O Jordan Tishler, ex-médico de medicina de emergência e presidente da Association of Cannabinoid Specialists, recomendou experimentar maconha sozinha pelas primeiras vezes e se masturbar, para “entender o que ela faz com o corpo e as sensações”.
Qual é o melhor método de entrega de cannabis?
Fumar maconha ou usar canetas vape de óleo devem ser evitados, porque podem prejudicar os pulmões, disseram os especialistas.
Lynn normalmente recomenda tinturas, que são extratos concentrados de cannabis que são tomados por via oral. É fácil medir o número de miligramas que você deseja usar, disse ela.
Tishler geralmente aconselha seus clientes a começar com 5 mg de THC. Dar uma tragada em um vaporizador de flores de cannabis antes de ter uma experiência sexual pode funcionar mais rápido e de forma mais previsível do que comestíveis ou lubrificantes infundidos com THC, disse ele.
— Eu ensino os pacientes a dar uma tragada de uma maneira particular.

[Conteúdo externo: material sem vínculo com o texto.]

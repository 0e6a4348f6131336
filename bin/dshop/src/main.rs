//! dshop publishes built shops to content-addressed storage.

mod cli;

use std::path::PathBuf;

use anyhow::Result;
use clap::Parser;
use comfy_table::Table;

use cli::{Cli, Command, ListArgs, PublishArgs};
use dshop_publish::{
    CommandDnsUpdater, ConfigRef, DeploymentRequest, FileConfigResolver, HttpPrimer,
    IpfsDeployPublisher, JsonFileStore, KuboClient, NetworkDescriptor, ShopDeployer, ShopRef,
    StagingAssembler,
};

#[tokio::main]
async fn main() -> Result<()> {
    let cli = Cli::parse();

    // Initialize the logger.
    tracing_subscriber::fmt()
        .with_max_level(cli.verbosity)
        .init();

    match cli.command {
        Command::Publish(args) => publish(args).await,
        Command::List(args) => list(args).await,
    }
}

fn open_store(path: Option<PathBuf>) -> Result<JsonFileStore> {
    match path {
        Some(path) => Ok(JsonFileStore::new(path)),
        None => JsonFileStore::at_default_location(),
    }
}

async fn publish(args: PublishArgs) -> Result<()> {
    let deployer = ShopDeployer {
        resolver: FileConfigResolver::default(),
        assembler: StagingAssembler::new(&args.dist_dir),
        aggregate: IpfsDeployPublisher::new(&args.ipfs_deploy_bin),
        local: KuboClient::new()?,
        primer: HttpPrimer::new()?,
        dns: CommandDnsUpdater::new(args.dns_hook),
        store: open_store(args.store)?,
    };

    let request = DeploymentRequest {
        output_dir: args.output_dir,
        data_dir_name: args.data_dir_name,
        network: NetworkDescriptor {
            network_id: args.network_id,
            ipfs_api: args.ipfs_api,
            config: ConfigRef::from(args.network_config.to_string_lossy().into_owned()),
        },
        subdomain: args.subdomain,
        shop: ShopRef { id: args.shop_id },
    };

    let outcome = deployer.deploy(&request).await?;

    tracing::info!("✓ Deployment complete!");
    tracing::info!("Deployment ID: {}", outcome.deployment_id);
    tracing::info!(
        "Content hash:  {}",
        outcome.content_hash.as_deref().unwrap_or("(not published)")
    );
    tracing::info!(
        "Gateway:       {}",
        outcome.gateway.as_deref().unwrap_or("-")
    );
    tracing::info!("Domain:        {}", outcome.domain.as_deref().unwrap_or("-"));
    for url in &outcome.prime.failed {
        tracing::warn!("Gateway not primed: {}", url);
    }

    Ok(())
}

async fn list(args: ListArgs) -> Result<()> {
    let store = open_store(args.store)?;
    let records = store.list().await?;

    let mut table = Table::new();
    table.set_header(vec!["ID", "Shop", "Created", "Hash", "Gateway", "Domain"]);

    for record in records
        .iter()
        .filter(|r| args.shop_id.is_none_or(|id| r.shop_id == id))
    {
        table.add_row(vec![
            record.id.to_string(),
            record.shop_id.to_string(),
            record.created_at.format("%Y-%m-%d %H:%M:%S").to_string(),
            record.content_hash.clone().unwrap_or_else(|| "-".to_string()),
            record.gateway.clone().unwrap_or_else(|| "-".to_string()),
            record.domain.clone().unwrap_or_else(|| "-".to_string()),
        ]);
    }

    println!("{table}");
    Ok(())
}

Uma inalação muito profunda e lenta que nos permite estimar a quantidade de dose que eles estão recebendo.
Lembre-se que a libido é complicada
Existem vários fatores que podem afetar o desejo sexual e a função sexual de alguém, alguns dos quais podem ser abordados por meio de uma consulta com um médico ou um profissional de saúde mental.
Se uma mulher tivesse dor durante a relação sexual, por exemplo, ela precisaria ser encaminhada a um ginecologista para uma avaliação completa, disse Grinspoon. A cannabis poderia ajudar, mas haveria mais a investigar e considerar em qualquer pessoa que esteja experimentando sintomas físicos desconfortáveis.
— Você pode tratar o sintoma enquanto observa a causa subjacente — disse ele. — Não é mutuamente exclusivo.